Banniere_CANNES-2019

LA FRENCH

Un film de Cédric Jimenez

Scorsese s’implante sur la Canebière

Marseille, 1975. Pierre Michel, jeune magistrat venu de Metz avec femme et enfants, est nommé juge du grand banditisme. Il décide de s’attaquer à la French Connection, organisation mafieuse qui exporte l’héroïne dans le monde entier. N’écoutant aucune mise en garde, le juge Michel part seul en croisade contre Gaëtan Zampa, figure emblématique du milieu et parrain intouchable. Mais il va rapidement comprendre que, pour obtenir des résultats, il doit changer ses méthodes…

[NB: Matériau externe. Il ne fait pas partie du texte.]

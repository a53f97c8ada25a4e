//! # Sliding-Window Modular Exponentiation
//!
//! Left-to-right exponentiation that aggregates runs of exponent bits into
//! odd windows, trading a small precomputed table (a¹, a³, …, a^(2^w − 1))
//! for fewer multiplications. Squarings pass through zero runs untouched.
//!
//! Windowing only pays off once the exponent is long; below 256 bits the
//! scan delegates to GMP's exponentiation. The self-referential Pollard maps
//! (x^x mod n) are the main in-crate consumer of the windowed path.

use rug::ops::RemRounding;
use rug::Integer;

/// Exponent bit length at which the sliding window engages.
pub const WINDOW_THRESHOLD: u32 = 256;

/// Window width for a given exponent bit length, within [3, 8].
pub fn window_size(exp_bits: u32) -> u32 {
    match exp_bits {
        0..=511 => 3,
        512..=1023 => 4,
        1024..=2047 => 5,
        2048..=4095 => 6,
        4096..=8191 => 7,
        _ => 8,
    }
}

/// base^exp mod n for exp ≥ 0, n ≥ 1.
///
/// Exponents shorter than [`WINDOW_THRESHOLD`] bits go straight to GMP;
/// longer ones take the sliding-window ladder.
pub fn pow_mod(base: &Integer, exp: &Integer, n: &Integer) -> Integer {
    debug_assert!(*exp >= 0, "negative exponents are not supported");
    debug_assert!(*n >= 1);
    if *n == 1 {
        return Integer::new();
    }
    let bits = exp.significant_bits();
    if bits < WINDOW_THRESHOLD {
        return base
            .clone()
            .rem_euc(n)
            .pow_mod(exp, n)
            .expect("non-negative exponent");
    }

    let w = window_size(bits);
    let base = base.clone().rem_euc(n);

    // Odd powers a^1, a^3, ..., a^(2^w - 1)
    let base_sq = Integer::from(&base * &base) % n;
    let mut table = Vec::with_capacity(1 << (w - 1));
    table.push(base);
    for i in 1..(1usize << (w - 1)) {
        let next = Integer::from(&table[i - 1] * &base_sq) % n;
        table.push(next);
    }

    let mut result = Integer::from(1u32);
    let mut i = bits as i64 - 1;
    while i >= 0 {
        if !exp.get_bit(i as u32) {
            result.square_mut();
            result %= n;
            i -= 1;
            continue;
        }
        // Window [j, i]: at most w bits, beginning and ending with a 1
        let mut j = (i - w as i64 + 1).max(0);
        while !exp.get_bit(j as u32) {
            j += 1;
        }
        let mut value = 0usize;
        for k in (j..=i).rev() {
            value = (value << 1) | exp.get_bit(k as u32) as usize;
        }
        for _ in j..=i {
            result.square_mut();
            result %= n;
        }
        result *= &table[(value - 1) / 2];
        result %= n;
        i = j - 1;
    }
    result
}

Marseille, son port, son soleil, ses calanques, son château d’If, son taxi supersonique, sa chaleur humaine… et son « milieu ». C’est cette cité chargée d’une histoire tout sauf reluisante qui sert de terreau à "La French", saga criminelle revisitant (comme son nom l’indique) un moment-clé du grand banditisme marseillais : la fameuse « French Connection », organisation tentaculaire ayant fait de Marseille le fournisseur mondial d’héroïne, en particulier vers les États-Unis. Un sujet déjà abordé par William Friedkin et John Frankenheimer dans deux films marquants du milieu des années 70, mais que le jeune Cédric Jimenez ("Aux yeux de tous") reprend à son compte en relatant le combat du célèbre juge Pierre Michel (Jean Dujardin, impeccable, comme toujours) contre le parrain Gaëtan Zampa (Gilles Lellouche, criant de vérité en figure scorsésienne).

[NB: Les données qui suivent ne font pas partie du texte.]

//! # Williams p+1
//!
//! The p−1 idea transplanted into the Lucas-sequence torus: V_k(P, 1) mod n
//! lives in a group of order p − (Δ|p) for each prime factor p, where
//! Δ = P² − 4. When the chosen P gives (Δ|p) = −1, the group order is
//! p + 1, and an exponent schedule covering lcm(1..B) exposes p through
//! gcd(V − 2, n) whenever p + 1 is B-smooth.
//!
//! Whether (Δ|p) is −1 for a useful p is unknowable in advance, so a few
//! seeds P are tried; composition V_{jk}(x) = V_j(V_k(x)) lets each prime
//! power fold into the running value with a Montgomery ladder over
//! V_{2m} = V_m² − 2 and V_{2m+1} = V_m·V_{m+1} − x.
//!
//! ## References
//!
//! - H.C. Williams, "A p+1 Method of Factoring", Mathematics of
//!   Computation, 39(159):225–234, 1982.

use rug::ops::RemRounding;
use rug::Integer;
use tracing::{debug, trace};

use crate::sieve;

/// Seeds tried for the Lucas parameter P, starting from 3.
const SEEDS: [u32; 6] = [3, 5, 7, 9, 11, 13];

/// V_k(x, 1) mod n by a Montgomery ladder over k's bits, carrying the pair
/// (V_m, V_{m+1}).
pub fn lucas_v_pow(x: &Integer, k: u64, n: &Integer) -> Integer {
    if k == 0 {
        return Integer::from(2u32).rem_euc(n);
    }
    let x = x.clone().rem_euc(n);
    let mut v0 = Integer::from(2u32);
    let mut v1 = x.clone();
    let bits = 64 - k.leading_zeros();
    for i in (0..bits).rev() {
        if k >> i & 1 == 1 {
            v0 = (Integer::from(&v0 * &v1) - &x).rem_euc(n);
            v1 = (Integer::from(&v1 * &v1) - 2u32).rem_euc(n);
        } else {
            v1 = (Integer::from(&v0 * &v1) - &x).rem_euc(n);
            v0 = (Integer::from(&v0 * &v0) - 2u32).rem_euc(n);
        }
    }
    v0
}

/// Williams p+1 with stage bound `b1`, testing gcd(V − 2, n) every
/// `gcd_interval` primes. Returns a proper factor or the sentinel.
pub fn pplus1(n: &Integer, b1: u64, gcd_interval: usize) -> Option<Integer> {
    if *n < 4 || n.is_even() {
        return None;
    }
    let primes = sieve::generate_primes(b1);
    let interval = gcd_interval.max(1);

    for &seed in &SEEDS {
        trace!(seed, b1, "p+1 attempt");
        let mut v = Integer::from(seed);
        let mut collapsed = false;
        let mut found = None;

        'schedule: for (i, &q) in primes.iter().enumerate() {
            let mut qe = q;
            while qe <= b1 / q {
                qe *= q;
            }
            v = lucas_v_pow(&v, qe, n);
            if (i + 1) % interval == 0 {
                match vm2_gcd(&v, n) {
                    Gcd::Proper(d) => {
                        found = Some(d);
                        break 'schedule;
                    }
                    Gcd::Collapsed => {
                        collapsed = true;
                        break 'schedule;
                    }
                    Gcd::Trivial => {}
                }
            }
        }

        if found.is_none() && !collapsed {
            if let Gcd::Proper(d) = vm2_gcd(&v, n) {
                found = Some(d);
            }
        }
        if let Some(d) = found {
            debug!(seed, factor = %d, "p+1 split");
            return Some(d);
        }
        // Collapse or a barren seed: next P.
    }
    None
}

enum Gcd {
    Proper(Integer),
    Collapsed,
    Trivial,
}

fn vm2_gcd(v: &Integer, n: &Integer) -> Gcd {
    let g = Integer::from(v - 2u32).rem_euc(n).gcd(n);
    if g == *n {
        Gcd::Collapsed
    } else if g > 1 {
        Gcd::Proper(g)
    } else {
        Gcd::Trivial
    }
}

Pas de quoi se rassurer au départ, déjà parce que l’affaire sent bon le Faites entrer l’accusé-live, ensuite parce qu’un film français désireux de se frotter de plein fouet au cinéma de Martin Scorsese nous laisse deux fois sur trois dans un état de déprime (remember "Truands"…). Bonne nouvelle : à défaut d’égaler le maître, Jimenez s’en montre néanmoins digne. Les fans du réalisateur de "Casino" et des "Affranchis" auront de quoi se sentir en terrain connu, au vu d’une intrigue captivante qui honore chaque composante d’une bonne saga criminelle (trahisons, menaces, fusillades, romance, dilemmes, etc…), et ce au gré d’un montage dynamique et remarquablement agencé. De bout en bout, "La French" laisse transpirer un vrai désir de cinéma en cherchant l’immersion plutôt que l’information, comptant en grande partie sur une bande originale très fournie et s’éloignant avec brio des innombrables lourdeurs du film-dossier.

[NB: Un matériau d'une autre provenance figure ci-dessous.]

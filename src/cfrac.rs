//! # CFRAC — Continued-Fraction Factorization (Morrison–Brillhart)
//!
//! The workhorse for 20–45 digit composites. Three stages:
//!
//! 1. **Factor base**: the sign marker −1, the prime 2, then ascending odd
//!    primes p with Legendre (n | p) = 1 — exactly the primes that can
//!    divide a residue p_k² − n·q_k². Base size follows
//!    max(200, exp(0.4·√(ln n · ln ln n))) unless overridden.
//! 2. **Sieving**: walk the convergents of √n (serial recurrence), fold each
//!    residue p_k² mod n into (−n/2, n/2], and trial-divide it over the base
//!    in parallel batches. Complete factorizations become smooth relations
//!    (x, q, parity) with x² ≡ q (mod n).
//! 3. **Elimination**: once the relations outnumber the base by the
//!    oversampling margin, Gauss–Jordan over GF(2) finds subsets whose
//!    residues multiply to a square Y². Each dependency yields the
//!    congruence X² ≡ Y² (mod n) and a gcd(X ± Y, n) attempt.
//!
//! Exhausting every dependency without a proper split is the failure
//! sentinel, not an error; the driver may retry with a larger base.
//!
//! ## References
//!
//! - Morrison & Brillhart, "A Method of Factoring and the Factorization of
//!   F₇", Mathematics of Computation, 29(129):183–205, 1975.

use rayon::prelude::*;
use rug::Integer;
use tracing::{debug, info, warn};

use crate::contfrac::Convergents;
use crate::gf2::Gf2Matrix;
use crate::nt;
use crate::sieve;

/// Smallest accepted factor-base override.
pub const MIN_FACTOR_BASE: usize = 50;

/// Tuning knobs recognised by the CFRAC engine.
#[derive(Clone, Debug)]
pub struct CfracParams {
    /// Override for the factor-base size (≥ 50); `None` applies the
    /// heuristic.
    pub factor_base_size: Option<usize>,
    /// How many relations beyond the base width to oversample.
    pub relation_margin: usize,
    /// Convergents generated per sieve batch.
    pub batch_size: usize,
    /// Evaluate batch smoothness and the elimination sweep on rayon.
    pub parallel: bool,
}

impl Default for CfracParams {
    fn default() -> Self {
        CfracParams {
            factor_base_size: None,
            relation_margin: 20,
            batch_size: 2000,
            parallel: true,
        }
    }
}

/// The quadratic-residue factor base. Index 0 of every parity vector is the
/// sign of the residue; primes occupy columns 1.. in ascending order.
#[derive(Clone, Debug)]
pub struct FactorBase {
    /// 2 first, then odd primes with (n | p) = 1, ascending.
    pub primes: Vec<u32>,
}

impl FactorBase {
    /// max(200, exp(0.4·√(ln n · ln ln n))), with ln n taken from the bit
    /// length — precise enough for a sizing heuristic.
    pub fn heuristic_size(n: &Integer) -> usize {
        let ln_n = (n.significant_bits().max(2)) as f64 * std::f64::consts::LN_2;
        let size = (0.4 * (ln_n * ln_n.ln()).sqrt()).exp();
        size.max(200.0) as usize
    }

    /// Materialize `size` primes for n. Candidates come from the segmented
    /// sieve one window at a time (roughly half of each window survives the
    /// Euler criterion, so shortfalls cost only the next window, not a
    /// re-sieve); the filter runs on rayon when allowed, and the result is
    /// ascending either way.
    pub fn build(n: &Integer, size: usize, parallel: bool) -> FactorBase {
        let mut primes: Vec<u32> = Vec::with_capacity(size);
        primes.push(2);
        let mut lo = 3u64;
        let mut window = 4_000u64.max(size as u64 * 32);
        while primes.len() < size {
            let hi = lo + window - 1;
            let candidates = sieve::primes_in_range(lo, hi);
            let qualifies = |&&p: &&u64| -> bool {
                let a = u64::from(n.mod_u(p as u32));
                // (n | p) = 0 marks a prime divisor of n; keep it — residue
                // trial division still applies.
                a == 0 || sieve::pow_mod(a, (p - 1) / 2, p) == 1
            };
            if parallel {
                primes.extend(
                    candidates.par_iter().filter(qualifies).map(|&p| p as u32).collect::<Vec<_>>(),
                );
            } else {
                primes.extend(candidates.iter().filter(qualifies).map(|&p| p as u32));
            }
            lo = hi + 1;
            window *= 2;
        }
        primes.truncate(size);
        FactorBase { primes }
    }
}

/// A fully factored residue: x² ≡ q (mod n), with q's exponent parities
/// (sign at bit 0) packed over the base columns.
#[derive(Clone, Debug)]
pub struct SmoothRelation {
    pub x: Integer,
    pub q: Integer,
    pub parity: Vec<u64>,
}

/// p² mod n folded into (−n/2, n/2]. For a convergent numerator this equals
/// the exact p_full² − n·q_full², whose magnitude stays below 2√n.
fn fold_residue(p: &Integer, n: &Integer) -> Integer {
    let mut r = Integer::from(p * p) % n;
    if Integer::from(&r * 2u32) > *n {
        r -= n;
    }
    r
}

/// Trial-divide |r| over the base. Returns the packed exponent-parity
/// vector when the cofactor reaches 1, `None` otherwise.
fn smooth_parity(r: &Integer, prime_ints: &[Integer], ncols: usize) -> Option<Vec<u64>> {
    let mut words = vec![0u64; ncols.div_ceil(64)];
    if *r < 0 {
        words[0] |= 1;
    }
    let mut rem = Integer::from(r.abs_ref());
    for (idx, p) in prime_ints.iter().enumerate() {
        let count = rem.remove_factor_mut(p);
        if count % 2 == 1 {
            let col = idx + 1;
            words[col / 64] |= 1 << (col % 64);
        }
        if rem == 1 {
            break;
        }
    }
    (rem == 1).then_some(words)
}

/// Combine a dependency into the congruence of squares and try both gcds.
fn extract_factor(n: &Integer, relations: &[SmoothRelation], dep: &[usize]) -> Option<Integer> {
    let mut x = Integer::from(1u32);
    let mut y_sq = Integer::from(1u32);
    for &i in dep {
        x = x * &relations[i].x % n;
        y_sq *= &relations[i].q;
    }
    // Sign parities cancel inside a dependency, so the product is positive.
    if y_sq < 0 {
        return None;
    }
    let y = Integer::from(y_sq.sqrt_ref());
    if Integer::from(&y * &y) != y_sq {
        return None;
    }
    let y = y % n;

    let g = Integer::from(&x - &y).abs().gcd(n);
    if g > 1 && g < *n {
        return Some(g);
    }
    let g = (Integer::from(&x + &y) % n).gcd(n);
    if g > 1 && g < *n {
        return Some(g);
    }
    None
}

/// Run CFRAC on n. Returns a nontrivial factor, or `None` when every
/// dependency of the collected relation set fails to split n.
pub fn cfrac(n: &Integer, params: &CfracParams) -> Option<Integer> {
    if *n < 4 {
        return None;
    }
    if n.is_even() {
        return Some(Integer::from(2u32));
    }
    if nt::is_perfect_square(n) {
        return Some(Integer::from(n.sqrt_ref()));
    }

    let margin = params.relation_margin.max(1);
    let batch_size = params.batch_size.max(1);
    let size = params
        .factor_base_size
        .unwrap_or_else(|| FactorBase::heuristic_size(n))
        .max(MIN_FACTOR_BASE);
    let base = FactorBase::build(n, size, params.parallel);
    let ncols = base.primes.len() + 1;
    let needed = ncols + margin;
    info!(
        base_size = base.primes.len(),
        largest_prime = base.primes.last().copied().unwrap_or(2),
        needed,
        "cfrac factor base ready"
    );

    let prime_ints: Vec<Integer> = base.primes.iter().map(|&p| Integer::from(p)).collect();
    let test = |p: &Integer| -> Option<SmoothRelation> {
        let r = fold_residue(p, n);
        if r == 0 {
            return None;
        }
        let parity = smooth_parity(&r, &prime_ints, ncols)?;
        Some(SmoothRelation { x: p.clone(), q: r, parity })
    };

    let mut relations: Vec<SmoothRelation> = Vec::with_capacity(needed);
    let mut convergents = Convergents::new(n);
    let mut scanned = 0usize;
    let max_batches = 512 * base.primes.len() / batch_size + 64;
    for _ in 0..max_batches {
        if relations.len() >= needed {
            break;
        }
        // The recurrence is inherently serial; only smoothness fans out.
        let chunk: Vec<Integer> = convergents.by_ref().take(batch_size).map(|c| c.p).collect();
        if chunk.is_empty() {
            break;
        }
        scanned += chunk.len();
        if params.parallel {
            relations.extend(chunk.par_iter().filter_map(&test).collect::<Vec<_>>());
        } else {
            relations.extend(chunk.iter().filter_map(&test));
        }
        debug!(scanned, smooth = relations.len(), needed, "cfrac sieve batch");
    }

    if relations.len() <= ncols {
        warn!(
            scanned,
            smooth = relations.len(),
            "cfrac sieve exhausted without enough relations"
        );
        return None;
    }
    relations.truncate(needed);

    let rows: Vec<Vec<u64>> = relations.iter().map(|rel| rel.parity.clone()).collect();
    let dependencies = Gf2Matrix::new(rows, ncols).eliminate(params.parallel);
    debug!(count = dependencies.len(), "cfrac dependencies");

    for dep in &dependencies {
        if let Some(d) = extract_factor(n, &relations, dep) {
            info!(factor = %d, relations = dep.len(), "cfrac split");
            return Some(d);
        }
    }
    warn!(dependencies = dependencies.len(), "cfrac found no proper split");
    None
}

#[cfg(test)]
mod tests {
    use super::*;
    use rug::ops::RemRounding;

    /// The heuristic never sizes below 200 and grows with n.
    #[test]
    fn heuristic_size_floor_and_growth() {
        assert_eq!(FactorBase::heuristic_size(&Integer::from(10_403u32)), 200);
        let big: Integer = "56772286057224175134407894536228864081".parse().unwrap();
        let s = FactorBase::heuristic_size(&big);
        assert!(s >= 200, "38-digit inputs stay above the floor, got {s}");
    }

    /// For n = 10403: (n|7) = (n|13) = 1 while 3, 5, 11 are non-residues.
    /// The base must start at 2, keep ascending order, and admit only
    /// quadratic residues of n (or divisors of n).
    #[test]
    fn factor_base_respects_legendre() {
        let n = Integer::from(10_403u32);
        let base = FactorBase::build(&n, 50, false);
        assert_eq!(base.primes.len(), 50);
        assert_eq!(base.primes[0], 2);
        assert!(base.primes.windows(2).all(|w| w[0] < w[1]));
        assert!(base.primes.contains(&7));
        assert!(base.primes.contains(&13));
        for bad in [3u32, 5, 11] {
            assert!(!base.primes.contains(&bad), "{bad} is a non-residue");
        }
        for &p in &base.primes[1..] {
            let sym = crate::nt::legendre_symbol(&n, &Integer::from(p)).unwrap();
            assert!(sym == 1 || sym == 0, "(n|{p}) = {sym}");
        }
    }

    /// Parallel and serial base construction agree exactly (ordering
    /// guarantee of the parallel prime filter).
    #[test]
    fn factor_base_parallel_deterministic() {
        let n = Integer::from(1_000_037u32) * Integer::from(1_000_039u32);
        let serial = FactorBase::build(&n, 120, false);
        let parallel = FactorBase::build(&n, 120, true);
        assert_eq!(serial.primes, parallel.primes);
    }

    /// Every emitted relation satisfies x² ≡ q (mod n), |q| ≤ n/2, and its
    /// parity vector matches an independent refactorization of q.
    #[test]
    fn smooth_relations_satisfy_invariant() {
        let n = Integer::from(1_000_003u32) * Integer::from(1_000_033u32);
        let base = FactorBase::build(&n, 60, false);
        let ncols = base.primes.len() + 1;
        let prime_ints: Vec<Integer> = base.primes.iter().map(|&p| Integer::from(p)).collect();

        let mut checked = 0;
        for c in Convergents::new(&n).take(4000) {
            let r = fold_residue(&c.p, &n);
            if r == 0 {
                continue;
            }
            let Some(parity) = smooth_parity(&r, &prime_ints, ncols) else {
                continue;
            };
            checked += 1;
            // x² ≡ q (mod n)
            let lhs = Integer::from(&c.p * &c.p).rem_euc(&n);
            let rhs = r.clone().rem_euc(&n);
            assert_eq!(lhs, rhs);
            assert!(Integer::from(r.abs_ref()) * 2u32 <= n);
            // parity bit 0 is the sign; bits 1.. match the refactorization
            assert_eq!(parity[0] & 1 == 1, r < 0);
            let refactored = crate::sieve::factor_u64(Integer::from(r.abs_ref()).to_u64().unwrap());
            for (idx, &p) in base.primes.iter().enumerate() {
                let exp = refactored
                    .iter()
                    .find(|&&(q, _)| q == u64::from(p))
                    .map_or(0, |&(_, e)| e);
                let col = idx + 1;
                let bit = parity[col / 64] >> (col % 64) & 1;
                assert_eq!(bit, u64::from(exp) % 2, "prime {p}");
            }
        }
        assert!(checked > 0, "sieve must emit at least one smooth relation");
    }

    /// End-to-end splits of small semiprimes, serial and parallel.
    #[test]
    fn cfrac_splits_semiprimes() {
        for (n, p, q) in [(10_403u64, 101u64, 103u64), (2_041, 13, 157), (1_000_007, 29, 34_483)] {
            let n = Integer::from(n);
            let params = CfracParams { parallel: false, ..CfracParams::default() };
            let d = cfrac(&n, &params).unwrap_or_else(|| panic!("no factor of {n}"));
            assert!(d == p || d == q, "{d} splits {n}");
        }
        let n = Integer::from(1_000_003u32) * Integer::from(1_000_033u32);
        let d = cfrac(&n, &CfracParams::default()).expect("parallel split");
        assert!(d == 1_000_003u32 || d == 1_000_033u32);
    }

    /// Degenerate inputs: evens split off 2, perfect squares return their
    /// root, and n < 4 is a sentinel.
    #[test]
    fn cfrac_degenerate_inputs() {
        let params = CfracParams::default();
        assert_eq!(cfrac(&Integer::from(1_000_006u32), &params), Some(Integer::from(2u32)));
        assert_eq!(
            cfrac(&(Integer::from(1_009u32) * 1_009u32), &params),
            Some(Integer::from(1_009u32))
        );
        assert_eq!(cfrac(&Integer::from(3u32), &params), None);
    }
}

Le propre d’un bon film de gangsters étant aussi d’aborder le milieu criminel comme antichambre du système, Jimenez ne prend pas de gants pour stigmatiser les liens indicibles entre le pouvoir politique et le gangstérisme. Et surtout, sa fascination ne dévie jamais ailleurs que vers ce qui reste l’épicentre de son scénario : une guerre absolue entre un juge et un gangster, tous deux coriaces l’un envers l’autre et présentés comme les deux faces d’une même pièce. On n’ira certes pas jusqu’à voir la ressemblance physique entre leurs deux interprètes comme une preuve évidente, mais force est de constater que le film équilibre le parcours de Michel et Zampa en installant des parallèles très perceptibles : tous deux pères de famille, tous deux accros au danger, tous deux réduits à des pions échangeables sur leur propre échiquier, tous deux vite dépassés par l’image qu’ils souhaitent renvoyer à leurs semblables. Deux figures à la fois emblématiques et tragiques, surtout quand on connaît leur véritable fin.

En bon artisan d’un cinéma à l’ancienne qui a déjà fait toutes ses preuves, Jimenez soigne chaque composante de sa mise en scène, recourant aux plans-séquences sophistiqués ou au tournage caméra à l’épaule lorsque la situation l’impose. Sans rien prétendre révolutionner dans le genre, "La French" envoie néanmoins du lourd en prouvant qu’une solide maîtrise technique et un vrai point de vue de mise en scène peuvent suffire à faire la différence. Et même si Jimenez ne s’est pas rendu compte que la coke de tonton Scorsese était un peu trop forte pour lui, il en gère si bien les effets secondaires que ça glisse tout seul dans ses narines.